Their mother Peggy was more affected by Tazewell's death than she first let on. "He was so affectionate, so considerate and thoughtful," she lamented. She broke down and her eldest son John asked her why she was crying. "I am crying," she responded, "because I have only seven sons left to fight the Yankees."


By 1864, following several more years of combat and distinguished service, George had been promoted to Colonel. On 19 September, as Confederate Jubal Early's 14,000 troops were falling back towards Winchester when Union General Phil Sheridan 40,000 soldiers caught up with them. It became known as the Third Battle of Winchester or the Battle of Opequon. Early lost one-third of his army and George lost half of his brigade, including all of its officers over the rank of captain.

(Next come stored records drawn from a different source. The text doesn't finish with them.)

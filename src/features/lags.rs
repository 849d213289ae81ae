//! Lag and rolling-window features computed per series.
//!
//! Both builders are causal: the value at row `r` only reads rows at or
//! before `r` of the same series. Rows are visited through a per-series
//! time-ordered permutation, so the frame keeps its row order.

use super::FeatureColumns;
use crate::core::Frame;
use crate::error::{ForecastError, Result};
use serde::{Deserialize, Serialize};
use std::fmt;
use std::str::FromStr;

/// Statistic computed over a rolling window.
#[derive(Debug, Clone, Copy, PartialEq, Eq, Hash, Serialize, Deserialize)]
#[serde(rename_all = "lowercase")]
pub enum RollStat {
    Mean,
    /// Sample standard deviation, undefined for a single observation.
    Std,
    Min,
    Max,
}

impl RollStat {
    pub fn name(&self) -> &'static str {
        match self {
            RollStat::Mean => "mean",
            RollStat::Std => "std",
            RollStat::Min => "min",
            RollStat::Max => "max",
        }
    }
}

impl fmt::Display for RollStat {
    fn fmt(&self, f: &mut fmt::Formatter<'_>) -> fmt::Result {
        f.write_str(self.name())
    }
}

impl FromStr for RollStat {
    type Err = ForecastError;

    fn from_str(s: &str) -> Result<Self> {
        match s {
            "mean" => Ok(RollStat::Mean),
            "std" => Ok(RollStat::Std),
            "min" => Ok(RollStat::Min),
            "max" => Ok(RollStat::Max),
            other => Err(ForecastError::Configuration(format!(
                "unknown rolling statistic '{other}'"
            ))),
        }
    }
}

/// One rolling window and the statistics to compute over it.
#[derive(Debug, Clone, PartialEq, Serialize, Deserialize)]
pub struct RollingSpec {
    pub window: usize,
    #[serde(default = "default_stats")]
    pub stats: Vec<RollStat>,
}

fn default_stats() -> Vec<RollStat> {
    vec![RollStat::Mean]
}

impl RollingSpec {
    pub fn new(window: usize, stats: Vec<RollStat>) -> Self {
        Self { window, stats }
    }
}

/// Target value `lag` steps back, `NaN` before the series start.
pub fn lag_values(values: &[f64], lag: usize) -> Vec<f64> {
    (0..values.len())
        .map(|r| if r >= lag { values[r - lag] } else { f64::NAN })
        .collect()
}

/// Trailing-window statistic with a window that shrinks at the start.
///
/// `NaN` inputs are skipped; a window without valid values yields `NaN`.
pub fn rolling_values(values: &[f64], window: usize, stat: RollStat) -> Vec<f64> {
    let mut out = Vec::with_capacity(values.len());
    for r in 0..values.len() {
        let lo = (r + 1).saturating_sub(window);
        out.push(window_stat(&values[lo..=r], stat));
    }
    out
}

fn window_stat(window: &[f64], stat: RollStat) -> f64 {
    let valid = window.iter().copied().filter(|v| !v.is_nan());
    match stat {
        RollStat::Mean => {
            let (sum, count) = valid.fold((0.0, 0usize), |(s, c), v| (s + v, c + 1));
            if count == 0 {
                f64::NAN
            } else {
                sum / count as f64
            }
        }
        RollStat::Std => {
            let vals: Vec<f64> = valid.collect();
            if vals.len() < 2 {
                return f64::NAN;
            }
            let mean = vals.iter().sum::<f64>() / vals.len() as f64;
            let ss: f64 = vals.iter().map(|v| (v - mean).powi(2)).sum();
            (ss / (vals.len() - 1) as f64).sqrt()
        }
        RollStat::Min => valid.fold(f64::NAN, f64::min),
        RollStat::Max => valid.fold(f64::NAN, f64::max),
    }
}

/// Apply `per_series` to each series' time-ordered values of `target` and
/// scatter the results back to the original row positions.
fn per_series_column<F>(frame: &Frame, target: &str, per_series: F) -> Result<Vec<f64>>
where
    F: Fn(&[f64]) -> Vec<f64>,
{
    let source = frame.require_column(target)?;
    let mut out = vec![f64::NAN; frame.len()];
    for rows in frame.series_row_groups()? {
        let values: Vec<f64> = rows.iter().map(|&i| source[i]).collect();
        for (&row, value) in rows.iter().zip(per_series(&values)) {
            out[row] = value;
        }
    }
    Ok(out)
}

/// `lag_{L}` columns of `target` for each lag.
pub fn lag_features(frame: &Frame, target: &str, lags: &[usize]) -> Result<FeatureColumns> {
    if lags.contains(&0) {
        return Err(ForecastError::Configuration(
            "lags must be at least 1".to_string(),
        ));
    }
    frame.require_column(target)?;
    lags.iter()
        .map(|&lag| -> Result<(String, Vec<f64>)> {
            let values = per_series_column(frame, target, |v| lag_values(v, lag))?;
            Ok((format!("lag_{lag}"), values))
        })
        .collect()
}

/// `rolling_{W}_{stat}` columns of `target` for each window and statistic.
pub fn rolling_features(
    frame: &Frame,
    target: &str,
    specs: &[RollingSpec],
) -> Result<FeatureColumns> {
    if specs.iter().any(|s| s.window == 0) {
        return Err(ForecastError::Configuration(
            "rolling window must be at least 1".to_string(),
        ));
    }
    frame.require_column(target)?;
    let mut columns = Vec::new();
    for spec in specs {
        for &stat in &spec.stats {
            let values =
                per_series_column(frame, target, |v| rolling_values(v, spec.window, stat))?;
            columns.push((format!("rolling_{}_{}", spec.window, stat), values));
        }
    }
    Ok(columns)
}

/// Whether `name` is a `lag_{L}` or `rolling_{W}_{stat}` column, i.e. one
/// derived from the target itself.
///
/// Inside a forecast window such columns are computed from actuals that a
/// real forecast would not have seen yet.
pub fn is_history_column(name: &str) -> bool {
    let digits = |s: &str| !s.is_empty() && s.bytes().all(|b| b.is_ascii_digit());
    if let Some(lag) = name.strip_prefix("lag_") {
        return digits(lag);
    }
    name.strip_prefix("rolling_")
        .and_then(|rest| rest.split_once('_'))
        .is_some_and(|(window, stat)| digits(window) && stat.parse::<RollStat>().is_ok())
}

While standing in his stirrups on a Winchester street, an artillery shell exploded nearby and sent an iron fragment into his right hip. He had been trying to rally his men who were in full retreat in the face oncoming cavalry under the command of General George Custer. He was carried to the home of John J. Williams on Piccadilly Street in Winchester. He refused the recommendation to have his right leg amputated and set his pistol on the bedside table in case anyone questioned his resolve. His wound remained free of infection and it seemed he would recover from this wound as he had from his prior ones.


On 24 September, Sue read in "a Yankee paper" that her husband had been among the wounded in Winchester. After he had been wounded previously, she would rush to his side. But this time she did not rush. She prepared herself for the journey with an air of stoic resignation. "He will be dead before I get to Winchester," she said.

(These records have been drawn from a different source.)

//! Promotion window indicators.

use super::FeatureColumns;
use crate::core::parse_timestamp;
use crate::error::{ForecastError, Result};
use chrono::{DateTime, Utc};
use serde::{Deserialize, Serialize};

/// A promotion active between `start` and `end`, both inclusive.
#[derive(Debug, Clone, PartialEq, Serialize, Deserialize)]
pub struct PromoSpec {
    pub start: String,
    pub end: String,
    #[serde(default)]
    pub name: Option<String>,
}

impl PromoSpec {
    pub fn new(start: impl Into<String>, end: impl Into<String>) -> Self {
        Self {
            start: start.into(),
            end: end.into(),
            name: None,
        }
    }

    pub fn with_name(mut self, name: impl Into<String>) -> Self {
        self.name = Some(name.into());
        self
    }

    /// Parsed bounds; a bare date means midnight UTC.
    pub fn window(&self) -> Result<(DateTime<Utc>, DateTime<Utc>)> {
        let start = parse_timestamp(&self.start)
            .map_err(|e| ForecastError::Configuration(format!("promo start: {e}")))?;
        let end = parse_timestamp(&self.end)
            .map_err(|e| ForecastError::Configuration(format!("promo end: {e}")))?;
        if start > end {
            return Err(ForecastError::Configuration(format!(
                "promo starts after it ends ({} > {})",
                self.start, self.end
            )));
        }
        Ok((start, end))
    }

    /// Column name: `promo_{name}`, with `promo_{YYYYMMDD}` as the default
    /// name.
    pub fn column_name(&self) -> Result<String> {
        let name = match &self.name {
            Some(name) => name.clone(),
            None => format!("promo_{}", self.window()?.0.format("%Y%m%d")),
        };
        Ok(format!("promo_{name}"))
    }
}

/// One 0/1 column per promotion.
pub fn promo_features(timestamps: &[DateTime<Utc>], promos: &[PromoSpec]) -> Result<FeatureColumns> {
    promos
        .iter()
        .map(|promo| -> Result<(String, Vec<f64>)> {
            let (start, end) = promo.window()?;
            let values = timestamps
                .iter()
                .map(|ts| if *ts >= start && *ts <= end { 1.0 } else { 0.0 })
                .collect();
            Ok((promo.column_name()?, values))
        })
        .collect()
}
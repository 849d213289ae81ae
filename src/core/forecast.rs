//! Forecast result structure for holding predictions.

use crate::error::{ForecastError, Result};

/// Point predictions with optional interval bounds.
#[derive(Debug, Clone, Default, PartialEq)]
pub struct Forecast {
    point: Vec<f64>,
    lower: Option<Vec<f64>>,
    upper: Option<Vec<f64>>,
    level: Option<f64>,
}

impl Forecast {
    /// Create a forecast from point predictions.
    pub fn from_values(values: Vec<f64>) -> Self {
        Self {
            point: values,
            ..Self::default()
        }
    }

    /// Create a forecast with prediction intervals at coverage `level`.
    pub fn from_values_with_intervals(
        values: Vec<f64>,
        lower: Vec<f64>,
        upper: Vec<f64>,
        level: f64,
    ) -> Result<Self> {
        for bound in [&lower, &upper] {
            if bound.len() != values.len() {
                return Err(ForecastError::DimensionMismatch {
                    expected: values.len(),
                    got: bound.len(),
                });
            }
        }
        Ok(Self {
            point: values,
            lower: Some(lower),
            upper: Some(upper),
            level: Some(level),
        })
    }

    /// Number of forecast steps.
    pub fn horizon(&self) -> usize {
        self.point.len()
    }

    pub fn is_empty(&self) -> bool {
        self.point.is_empty()
    }

    pub fn point(&self) -> &[f64] {
        &self.point
    }

    pub fn lower(&self) -> Option<&[f64]> {
        self.lower.as_deref()
    }

    pub fn upper(&self) -> Option<&[f64]> {
        self.upper.as_deref()
    }

    /// Coverage level the intervals were built for.
    pub fn level(&self) -> Option<f64> {
        self.level
    }

    pub fn has_intervals(&self) -> bool {
        self.lower.is_some() && self.upper.is_some()
    }
}

#[cfg(test)]
mod tests {
    use super::*;

    #[test]
    fn point_only_forecast() {
        let f = Forecast::from_values(vec![1.0, 2.0]);
        assert_eq!(f.horizon(), 2);
        assert!(!f.has_intervals());
        assert!(f.lower().is_none());
        assert!(Forecast::default().is_empty());
    }

    #[test]
    fn interval_lengths_are_checked() {
        let f = Forecast::from_values_with_intervals(
            vec![1.0, 2.0],
            vec![0.0, 1.0],
            vec![2.0, 3.0],
            0.95,
        )
        .unwrap();
        assert!(f.has_intervals());
        assert_eq!(f.upper().unwrap(), &[2.0, 3.0]);
        assert_eq!(f.level(), Some(0.95));

        let err = Forecast::from_values_with_intervals(vec![1.0], vec![], vec![2.0], 0.9);
        assert!(matches!(err, Err(ForecastError::DimensionMismatch { .. })));
    }
}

George died on 25 September. He had lain alone in the room for most of the day. When John Williams checked on him, he found George with a burning fever and that the wound had developed gangrene. He weakly beckoned Williams to his bedside and tried to speak. Williams bent low to hear, but the whispered words were "unintelligible." George was buried in Winchester shortly before Sue arrived. She had no wish to move him to the family plots in Richmond or Fredericksburg. It just seemed right to her to let him lie where he fell. It was alleged that the Confederate Congress had promoted George to brigadier general; however, at the time, he had already died of battle wounds, so that promotion was never official.


George left behind his son, George William Patton, and three other children. To honor his late father, George William Patton changed his name to George S. Patton in 1868.


Sue left Virginia in 1866 to live with her brother Andrew Glassell, a prominent lawyer in Los Angeles, CA where she opened a school to support her family. In 1870, Sue married George's cousin and one time rival for her hand, Colonel George Hugh Smith.


After the war, there was talk about retrieving Tazewell's body from the vault in Baltimore and burying it at VMI. The move was delayed, memories faded, and Tazewell remained up north. In 1874, as a cadet at VMI, young George Patton, with his uncle John's assistance, arranged to bring the body to Virginia for burial at Winchester's Stonewall Confederate Cemetery, a part of Mt. Hebron Cemetery in Winchester, VA. The Patton brothers, George and Tazewell would be together again.